What I find most impressive about him is that (a) unlike most strongmen of his generation, he had the humility and good sense to cede power of his own volition, and (b) he made it okay for political strongmen to cry long before a political iron lady felt she could even shed a tear.
Granted, it remains debatable whether his were tears of joy or sorrow that day in 1965, when Singapore separated from Malaysia:
The separation was the result of deep political and economic differences between the ruling parties of Singapore and Malaysia, which created communal tensions that resulted in racial riots in July and September 1964. At a press conference announcing the separation, then Singapore Prime Minister Lee Kuan Yew was overcome by emotions and broke down. Singapore’s union with Malaysia had lasted for less than 23 months.
(Turnbull, C. M. (2009). A history of modern Singapore, 1819-2005)
In any event, there’s no denying Lee’s indispensable role in helping Singapore not just survive but thrive as an independent and sovereign nation.
The irony, however, is that Singapore’s new generation of leaders – headed (perhaps unsurprisingly) by Lee’s own son, Lee Hsien Loong, as prime minister – are now looking to emulate Western democracies.
And why not? After all, the United States has demonstrated – not just for a generation or two, but for more than two centuries – that political freedoms, property rights, competition, and transparency are absolutely necessary for sustainable development.
Indeed, as impressive as China appears today, corruption, which is endemic and systemic, portends it doom.
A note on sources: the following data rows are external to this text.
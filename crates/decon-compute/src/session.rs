//! GPU deconvolution session lifecycle.
//!
//! The native library keeps its deconvolution state (interpolated OTF,
//! FFT plan, device buffers) in process-global storage: at most one
//! session may exist at a time, and it is bound to exactly one input
//! shape. This module turns that contract into types:
//!
//! - [`GpuDevice`] owns the backend and is the only way to open a session;
//! - [`DeconSession`] holds an exclusive borrow of the device, so opening
//!   a second session while one is live is a *compile error*, not a
//!   runtime check;
//! - dropping a session always runs the native cleanup, on success,
//!   error, and panic paths alike.
//!
//! # Example
//!
//! ```rust,ignore
//! use decon_compute::session::{DeconOptions, GpuDevice, SessionConfig};
//!
//! let mut device = GpuDevice::new(CudaDeconLib::load(&Default::default())?);
//! let session = device.open_session(stack.shape(), otf.path(), &SessionConfig::default())?;
//! let out = session.decon(stack, &DeconOptions::default())?;
//! drop(session); // device state released; device can open the next shape
//! ```

use crate::{ComputeError, ComputeResult};
use decon_core::{AnyVolume, Volume, VolumeShape};
use decon_ffi::{DeconInitRequest, DeconRunRequest, NativeBackend};
use std::path::Path;
use tracing::debug;

/// Background subtraction policy for a deconvolution run.
#[derive(Debug, Clone, Copy, PartialEq)]
pub enum Background {
    /// Use the median of the last Z plane of the input volume.
    Auto,
    /// Subtract a fixed value.
    Value(f32),
}

impl Default for Background {
    fn default() -> Self {
        Background::Value(80.0)
    }
}

impl From<f32> for Background {
    fn from(v: f32) -> Self {
        Background::Value(v)
    }
}

/// Geometry and calibration fixed for the lifetime of one session.
///
/// These feed the native init call, which builds the FFT plan and deskew
/// geometry for one input shape.
#[derive(Debug, Clone)]
pub struct SessionConfig {
    /// Data XY pixel size in microns.
    pub dxdata: f32,
    /// Data Z-step size in microns.
    pub dzdata: f32,
    /// OTF XY pixel size in microns.
    pub dxpsf: f32,
    /// OTF Z-step size in microns.
    pub dzpsf: f32,
    /// Deskew angle in degrees; 0 disables deskewing.
    pub deskew: f32,
    /// Rotation angle in degrees applied after deconvolution; 0 disables.
    pub rotate: f32,
    /// Output width override; 0 derives it from the deskew geometry.
    pub width: u32,
    /// Deconvolve in skewed space (requires a >= 0.6 native library).
    pub skewed_decon: bool,
}

impl Default for SessionConfig {
    fn default() -> Self {
        Self {
            dxdata: 0.1,
            dzdata: 0.5,
            dxpsf: 0.1,
            dzpsf: 0.1,
            deskew: 0.0,
            rotate: 0.0,
            width: 0,
            skewed_decon: false,
        }
    }
}

/// Per-run deconvolution options.
#[derive(Debug, Clone)]
pub struct DeconOptions {
    /// Background subtraction policy.
    pub background: Background,
    /// Richardson-Lucy iteration count.
    pub n_iters: u32,
    /// Extra X shift of the deskewed output (positive shifts left).
    pub shift: i32,
    /// Also return the deskewed raw intermediate.
    ///
    /// Requires a nonzero deskew angle in the session config.
    pub save_deskewed: bool,
    /// Edge-softening width in pixels.
    pub napodize: u32,
    /// Top/bottom sections blended to damp axial ringing.
    pub nz_blend: u32,
    /// Padding value used while deskewing.
    pub pad_val: f32,
    /// Duplicate a reversed stack before decon to damp axial ringing.
    pub dup_rev_z: bool,
}

impl Default for DeconOptions {
    fn default() -> Self {
        Self {
            background: Background::default(),
            n_iters: 10,
            shift: 0,
            save_deskewed: false,
            napodize: 15,
            nz_blend: 0,
            pad_val: 0.0,
            dup_rev_z: false,
        }
    }
}

/// Result of one deconvolution run.
#[derive(Debug, Clone)]
pub struct DeconOutput {
    /// The deconvolved volume, at the session's output shape.
    pub decon: Volume<f32>,
    /// The deskewed raw intermediate, when requested.
    pub deskewed: Option<Volume<f32>>,
}

/// Owner of the process-global native device state.
///
/// Exactly one of these should exist per process; every session borrows
/// it exclusively for its lifetime.
#[derive(Debug)]
pub struct GpuDevice<O: NativeBackend> {
    backend: O,
}

impl<O: NativeBackend> GpuDevice<O> {
    /// Wraps a loaded backend.
    pub fn new(backend: O) -> Self {
        Self { backend }
    }

    /// Shared access to the backend for the stateless entry points
    /// (transforms, OTF generation, camera correction).
    pub fn backend(&self) -> &O {
        &self.backend
    }

    /// Unwraps the device, returning the backend.
    pub fn into_backend(self) -> O {
        self.backend
    }

    /// Initializes device state for one shape and OTF, yielding the
    /// session that owns it.
    ///
    /// The shape is validated before anything touches the native layer:
    /// a zero dimension fails with `InvalidShape`. While the returned
    /// session is alive this device is exclusively borrowed, so a second
    /// `open_session` does not compile.
    pub fn open_session<'d>(
        &'d mut self,
        shape: VolumeShape,
        otf_path: &Path,
        config: &SessionConfig,
    ) -> ComputeResult<DeconSession<'d, O>> {
        shape.validate()?;
        self.backend.decon_init(&DeconInitRequest {
            shape,
            dxdata: config.dxdata,
            dzdata: config.dzdata,
            dxpsf: config.dxpsf,
            dzpsf: config.dzpsf,
            deskew: config.deskew,
            rotate: config.rotate,
            width: config.width,
            skewed_decon: config.skewed_decon,
            otf_path,
        })?;
        let out_shape = self.backend.output_dims()?;
        debug!(%shape, %out_shape, "session opened");
        Ok(DeconSession {
            device: self,
            in_shape: shape,
            out_shape,
            config: config.clone(),
        })
    }
}

/// An initialized deconvolution session over one (shape, OTF) pair.
///
/// Runs any number of [`DeconSession::decon`] calls against the same
/// input shape, then releases the device state when dropped.
#[derive(Debug)]
pub struct DeconSession<'d, O: NativeBackend> {
    device: &'d GpuDevice<O>,
    in_shape: VolumeShape,
    out_shape: VolumeShape,
    config: SessionConfig,
}

impl<O: NativeBackend> DeconSession<'_, O> {
    /// The input shape this session was opened with.
    #[inline]
    pub fn in_shape(&self) -> VolumeShape {
        self.in_shape
    }

    /// The post-deskew output shape computed by the native init.
    ///
    /// Results of [`DeconSession::decon`] have this shape; callers
    /// pre-sizing their own buffers should use it.
    #[inline]
    pub fn out_shape(&self) -> VolumeShape {
        self.out_shape
    }

    /// Runs one Richardson-Lucy deconvolution.
    ///
    /// The volume's shape must equal [`DeconSession::in_shape`]; there is
    /// no intra-session shape change - close and reopen instead. Input is
    /// converted to the native u16 format if it is not already, and an
    /// `auto` background resolves to the median of the converted volume's
    /// last Z plane. With `save_deskewed` the deskewed raw intermediate
    /// is returned alongside the result; that requires the session to
    /// have been opened with a nonzero deskew angle.
    pub fn decon(
        &self,
        volume: impl Into<AnyVolume>,
        options: &DeconOptions,
    ) -> ComputeResult<DeconOutput> {
        if options.save_deskewed && self.config.deskew == 0.0 {
            return Err(ComputeError::invalid_parameters(
                "save_deskewed requires a nonzero deskew angle",
            ));
        }
        let volume = volume.into();
        if volume.shape() != self.in_shape {
            return Err(ComputeError::ShapeMismatch {
                expected: self.in_shape,
                got: volume.shape(),
            });
        }

        let raw: Volume<u16> = volume.into_u16();
        let background = match options.background {
            Background::Auto => raw.median_of_last_plane(),
            Background::Value(v) => v,
        };

        let mut result = vec![0.0f32; self.out_shape.len()];
        let mut deskewed = options
            .save_deskewed
            .then(|| vec![0.0f32; self.out_shape.len()]);

        self.device.backend.decon_run(DeconRunRequest {
            raw: raw.as_slice(),
            shape: self.in_shape,
            result: &mut result,
            deskewed: deskewed.as_deref_mut(),
            background,
            rescale: false,
            n_iters: options.n_iters,
            shift: options.shift,
            napodize: options.napodize,
            nz_blend: options.nz_blend,
            pad_val: options.pad_val,
            dup_rev_z: options.dup_rev_z,
            skewed_decon: self.config.skewed_decon,
        })?;

        Ok(DeconOutput {
            decon: Volume::from_vec(self.out_shape, result)?,
            deskewed: deskewed
                .map(|buf| Volume::from_vec(self.out_shape, buf))
                .transpose()?,
        })
    }
}

impl<O: NativeBackend> Drop for DeconSession<'_, O> {
    fn drop(&mut self) {
        self.device.backend.decon_cleanup();
        debug!(shape = %self.in_shape, "session closed");
    }
}

#[cfg(test)]
mod tests {
    use super::*;
    use decon_ffi::MockBackend;
    use std::path::PathBuf;

    fn stack(shape: VolumeShape, fill: u16) -> Volume<u16> {
        Volume::filled(shape, fill).unwrap()
    }

    fn otf() -> PathBuf {
        PathBuf::from("otf.tif")
    }

    #[test]
    fn zero_dimension_shapes_are_rejected_before_init() {
        let mut device = GpuDevice::new(MockBackend::new());
        for shape in [
            VolumeShape::new(0, 8, 8),
            VolumeShape::new(8, 0, 8),
            VolumeShape::new(8, 8, 0),
            VolumeShape::new(0, 0, 0),
        ] {
            let err = device
                .open_session(shape, &otf(), &SessionConfig::default())
                .unwrap_err();
            assert!(matches!(
                err,
                ComputeError::Core(decon_core::CoreError::InvalidShape { .. })
            ));
        }
        assert_eq!(device.backend().state().inits, 0);
    }

    #[test]
    fn session_runs_and_cleans_up_once() {
        let mut device = GpuDevice::new(MockBackend::new());
        let shape = VolumeShape::new(4, 8, 8);
        {
            let session = device
                .open_session(shape, &otf(), &SessionConfig::default())
                .unwrap();
            assert_eq!(session.out_shape(), shape);
            session.decon(stack(shape, 100), &DeconOptions::default()).unwrap();
            session.decon(stack(shape, 200), &DeconOptions::default()).unwrap();
        }
        let state = device.backend().state();
        assert_eq!(state.inits, 1);
        assert_eq!(state.runs, 2);
        assert_eq!(state.cleanups, 1);
        assert!(!state.open);
    }

    #[test]
    fn cleanup_runs_even_when_decon_errors() {
        let mut device = GpuDevice::new(MockBackend::new());
        let shape = VolumeShape::new(4, 8, 8);
        {
            let session = device
                .open_session(shape, &otf(), &SessionConfig::default())
                .unwrap();
            let err = session
                .decon(stack(VolumeShape::new(4, 8, 9), 1), &DeconOptions::default())
                .unwrap_err();
            assert!(matches!(err, ComputeError::ShapeMismatch { .. }));
        }
        let state = device.backend().state();
        assert_eq!(state.cleanups, 1);
        assert_eq!(state.runs, 0);
    }

    #[test]
    fn save_deskewed_without_deskew_fails_before_native_call() {
        let mut device = GpuDevice::new(MockBackend::new());
        let shape = VolumeShape::new(4, 8, 8);
        let session = device
            .open_session(shape, &otf(), &SessionConfig::default())
            .unwrap();
        let options = DeconOptions {
            save_deskewed: true,
            ..DeconOptions::default()
        };
        let err = session.decon(stack(shape, 1), &options).unwrap_err();
        assert!(matches!(err, ComputeError::InvalidParameters { .. }));
        assert_eq!(session.device.backend.state().runs, 0);
    }

    #[test]
    fn save_deskewed_returns_both_volumes() {
        let mut device = GpuDevice::new(MockBackend::new());
        let shape = VolumeShape::new(4, 8, 8);
        let config = SessionConfig {
            deskew: 31.5,
            ..SessionConfig::default()
        };
        let session = device.open_session(shape, &otf(), &config).unwrap();
        let out_shape = session.out_shape();
        assert!(out_shape.nx > shape.nx);

        let options = DeconOptions {
            save_deskewed: true,
            pad_val: 98.0,
            ..DeconOptions::default()
        };
        let out = session.decon(stack(shape, 1), &options).unwrap();
        assert_eq!(out.decon.shape(), out_shape);
        let deskewed = out.deskewed.expect("deskewed intermediate requested");
        assert_eq!(deskewed.shape(), out_shape);
        assert_eq!(deskewed.get(0, 0, 0), 98.0);
    }

    #[test]
    fn auto_background_uses_last_plane_median() {
        let mut device = GpuDevice::new(MockBackend::new());
        let shape = VolumeShape::new(2, 2, 2);
        let mut data = vec![5u16; shape.len()];
        // last plane: [20, 20, 30, 30] -> median 25
        data[4..].copy_from_slice(&[20, 20, 30, 30]);
        let volume = Volume::from_vec(shape, data).unwrap();

        let session = device
            .open_session(shape, &otf(), &SessionConfig::default())
            .unwrap();
        let options = DeconOptions {
            background: Background::Auto,
            ..DeconOptions::default()
        };
        session.decon(volume, &options).unwrap();
        assert_eq!(session.device.backend.state().backgrounds, vec![25.0]);
    }

    #[test]
    fn fixed_background_passes_through() {
        let mut device = GpuDevice::new(MockBackend::new());
        let shape = VolumeShape::new(2, 2, 2);
        let session = device
            .open_session(shape, &otf(), &SessionConfig::default())
            .unwrap();
        let options = DeconOptions {
            background: 98.0.into(),
            ..DeconOptions::default()
        };
        session.decon(stack(shape, 1), &options).unwrap();
        assert_eq!(session.device.backend.state().backgrounds, vec![98.0]);
    }

    #[test]
    fn f32_input_is_converted_to_u16() {
        let mut device = GpuDevice::new(MockBackend::new());
        let shape = VolumeShape::new(2, 2, 2);
        let volume = Volume::<f32>::filled(shape, 123.4).unwrap();
        let session = device
            .open_session(shape, &otf(), &SessionConfig::default())
            .unwrap();
        // conversion happens before the run; the mock asserts the shape
        session.decon(volume, &DeconOptions::default()).unwrap();
        assert_eq!(session.device.backend.state().runs, 1);
    }
}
And, as for the Singapore model it has emulated, the Economist duly notes in its current issue that:
Growth has become dependent on high levels of immigration, angering natives who feel the influx is suppressing their wages and making it impossible to get a seat on the tube… The Singapore model may prove unsustainable even in Singapore.
Which is why the efforts underway to modify Lee’s model suggest that, far from being a “paragon of development,” Singapore really was never more than a “Pyongyang with broadband.”
Lee died early this morning. He was 91.
Farewell, Minister Mentor.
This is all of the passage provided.